■ **Data records**:
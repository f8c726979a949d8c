use crate::k8056_types::DriverConfig;

use clap::ArgAction;
use clap::Parser;
use std::time::Duration;

pub const DEFAULT_DEVICE: &str = "/dev/cu.usbserial-AK068Y10";

/// Switches the spectrograph light path through a K8056 relay card on
/// requests read from a redis stream.
#[derive(Debug, Parser)]
#[command(version, about)]
pub struct Args {
    /// Serial device of the relay card
    #[arg(long, default_value = DEFAULT_DEVICE)]
    pub device: String,

    /// How often every frame is sent again after the first transmission
    #[arg(long, default_value_t = 0)]
    pub repeat: u32,

    /// Seconds to wait after every transmission
    #[arg(long, value_name = "SECONDS", default_value = "0", value_parser = parse_seconds)]
    pub wait: Duration,

    /// Run without a relay card attached; any case of "true" enables it
    #[arg(
        long,
        env = "SHELYAK_SIMULATE",
        action = ArgAction::Set,
        num_args = 0..=1,
        default_value = "false",
        default_missing_value = "true",
        value_parser = parse_toggle
    )]
    pub simulate: bool,

    #[arg(long, default_value = "redis://127.0.0.1/")]
    pub redis_url: String,

    /// Stream the set_obs_type and prepare_observation requests are read from
    #[arg(long, default_value = "spectrograph:requests")]
    pub request_stream: String,

    /// Stream update_status and spectrograph_changed_ports events are added to
    #[arg(long, default_value = "spectrograph:events")]
    pub event_stream: String,

    #[arg(long, default_value = "spectrograph")]
    pub instrument_id: String,

    /// Milliseconds a stream read blocks before it is retried
    #[arg(long, default_value_t = 5000)]
    pub block_ms: usize,

    /// Increase log verbosity (-v, -vv, ...)
    #[arg(short, long, action = ArgAction::Count)]
    pub verbose: u8,

    /// Only log errors
    #[arg(short, long)]
    pub quiet: bool,
}

impl Args {
    pub fn driver_config(&self) -> DriverConfig {
        DriverConfig::new(self.repeat, self.wait)
    }

    pub fn last_entry_id_key(&self) -> String {
        format!("{}:last_id", self.request_stream)
    }
}

fn parse_toggle(value: &str) -> Result<bool, String> {
    Ok(value.trim().eq_ignore_ascii_case("true"))
}

fn parse_seconds(value: &str) -> Result<Duration, String> {
    let seconds = value
        .parse::<f64>()
        .map_err(|e| format!("'{}' is not a number: {}", value, e))?;
    match seconds.is_finite() && seconds >= 0.0 {
        true => Ok(Duration::from_secs_f64(seconds)),
        false => Err(format!("'{}' must be a non-negative number of seconds", value)),
    }
}

#[cfg(test)]
mod tests {
    use super::*;

    #[test]
    fn test_defaults() {
        let args = Args::try_parse_from(["k8056-spectrograph"]).unwrap();
        assert_eq!(args.device, DEFAULT_DEVICE);
        assert_eq!(args.driver_config(), DriverConfig::default());
        assert_eq!(args.last_entry_id_key(), "spectrograph:requests:last_id");
        assert_eq!(args.instrument_id, "spectrograph");
    }

    #[test]
    fn test_driver_config() {
        let args =
            Args::try_parse_from(["k8056-spectrograph", "--repeat", "2", "--wait", "0.25"])
                .unwrap();
        assert_eq!(
            args.driver_config(),
            DriverConfig::new(2, Duration::from_millis(250))
        );
    }

    #[test]
    fn test_negative_wait_is_rejected() {
        assert!(Args::try_parse_from(["k8056-spectrograph", "--wait", "-1"]).is_err());
        assert!(Args::try_parse_from(["k8056-spectrograph", "--wait", "soon"]).is_err());
    }

    #[test]
    fn test_simulate_env_toggle() {
        for (value, simulate) in [
            ("true", true),
            ("True", true),
            ("TRUE", true),
            ("false", false),
            ("no", false),
            ("1", false),
        ] {
            std::env::set_var("SHELYAK_SIMULATE", value);
            let args = Args::try_parse_from(["k8056-spectrograph"]).unwrap();
            assert_eq!(args.simulate, simulate, "SHELYAK_SIMULATE={}", value);
        }
        std::env::remove_var("SHELYAK_SIMULATE");
        let args = Args::try_parse_from(["k8056-spectrograph"]).unwrap();
        assert!(!args.simulate);
    }

    #[test]
    fn test_simulate_flag() {
        let args = Args::try_parse_from(["k8056-spectrograph", "--simulate", "-vv"]).unwrap();
        assert!(args.simulate);
        assert_eq!(args.verbose, 2);
    }
}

■ **Exercise**:
Reproduce all the records precisely.

■ **Task response**:
repository f8c726979a949d8c
use crate::k8056_types::DriverConfig;

use clap::ArgAction;
use clap::Parser;
use std::time::Duration;

pub const DEFAULT_DEVICE: &str = "/dev/cu.usbserial-AK068Y10";

/// Switches the spectrograph light path through a K8056 relay card on
/// requests read from a redis stream.
#[derive(Debug, Parser)]
#[command(version, about)]
pub struct Args {
    /// Serial device of the relay card
    #[arg(long, default_value = DEFAULT_DEVICE)]
    pub device: String,

    /// How often every frame is sent again after the first transmission
    #[arg(long, default_value_t = 0)]
    pub repeat: u32,

    /// Seconds to wait after every transmission
    #[arg(long, value_name = "SECONDS", default_value = "0", value_parser = parse_seconds)]
    pub wait: Duration,

    /// Run without a relay card attached; any case of "true" enables it
    #[arg(
        long,
        env = "SHELYAK_SIMULATE",
        action = ArgAction::Set,
        num_args = 0..=1,
        default_value = "false",
        default_missing_value = "true",
        value_parser = parse_toggle
    )]
    pub simulate: bool,

    #[arg(long, default_value = "redis://127.0.0.1/")]
    pub redis_url: String,

    /// Stream the set_obs_type and prepare_observation requests are read from
    #[arg(long, default_value = "spectrograph:requests")]
    pub request_stream: String,

    /// Stream update_status and spectrograph_changed_ports events are added to
    #[arg(long, default_value = "spectrograph:events")]
    pub event_stream: String,

    #[arg(long, default_value = "spectrograph")]
    pub instrument_id: String,

    /// Milliseconds a stream read blocks before it is retried
    #[arg(long, default_value_t = 5000)]
    pub block_ms: usize,

    /// Increase log verbosity (-v, -vv, ...)
    #[arg(short, long, action = ArgAction::Count)]
    pub verbose: u8,

    /// Only log errors
    #[arg(short, long)]
    pub quiet: bool,
}

impl Args {
    pub fn driver_config(&self) -> DriverConfig {
        DriverConfig::new(self.repeat, self.wait)
    }

    pub fn last_entry_id_key(&self) -> String {
        format!("{}:last_id", self.request_stream)
    }
}

fn parse_toggle(value: &str) -> Result<bool, String> {
    Ok(value.trim().eq_ignore_ascii_case("true"))
}

fn parse_seconds(value: &str) -> Result<Duration, String> {
    let seconds = value
        .parse::<f64>()
        .map_err(|e| format!("'{}' is not a number: {}", value, e))?;
    match seconds.is_finite() && seconds >= 0.0 {
        true => Ok(Duration::from_secs_f64(seconds)),
        false => Err(format!("'{}' must be a non-negative number of seconds", value)),
    }
}

#[cfg(test)]
mod tests {
    use super::*;

    #[test]
    fn test_defaults() {
        let args = Args::try_parse_from(["k8056-spectrograph"]).unwrap();
        assert_eq!(args.device, DEFAULT_DEVICE);
        assert_eq!(args.driver_config(), DriverConfig::default());
        assert_eq!(args.last_entry_id_key(), "spectrograph:requests:last_id");
        assert_eq!(args.instrument_id, "spectrograph");
    }

    #[test]
    fn test_driver_config() {
        let args =
            Args::try_parse_from(["k8056-spectrograph", "--repeat", "2", "--wait", "0.25"])
                .unwrap();
        assert_eq!(
            args.driver_config(),
            DriverConfig::new(2, Duration::from_millis(250))
        );
    }

    #[test]
    fn test_negative_wait_is_rejected() {
        assert!(Args::try_parse_from(["k8056-spectrograph", "--wait", "-1"]).is_err());
        assert!(Args::try_parse_from(["k8056-spectrograph", "--wait", "soon"]).is_err());
    }

    #[test]
    fn test_simulate_env_toggle() {
        for (value, simulate) in [
            ("true", true),
            ("True", true),
            ("TRUE", true),
            ("false", false),
            ("no", false),
            ("1", false),
        ] {
            std::env::set_var("SHELYAK_SIMULATE", value);
            let args = Args::try_parse_from(["k8056-spectrograph"]).unwrap();
            assert_eq!(args.simulate, simulate, "SHELYAK_SIMULATE={}", value);
        }
        std::env::remove_var("SHELYAK_SIMULATE");
        let args = Args::try_parse_from(["k8056-spectrograph"]).unwrap();
        assert!(!args.simulate);
    }

    #[test]
    fn test_simulate_flag() {
        let args = Args::try_parse_from(["k8056-spectrograph", "--simulate", "-vv"]).unwrap();
        assert!(args.simulate);
        assert_eq!(args.verbose, 2);
    }
}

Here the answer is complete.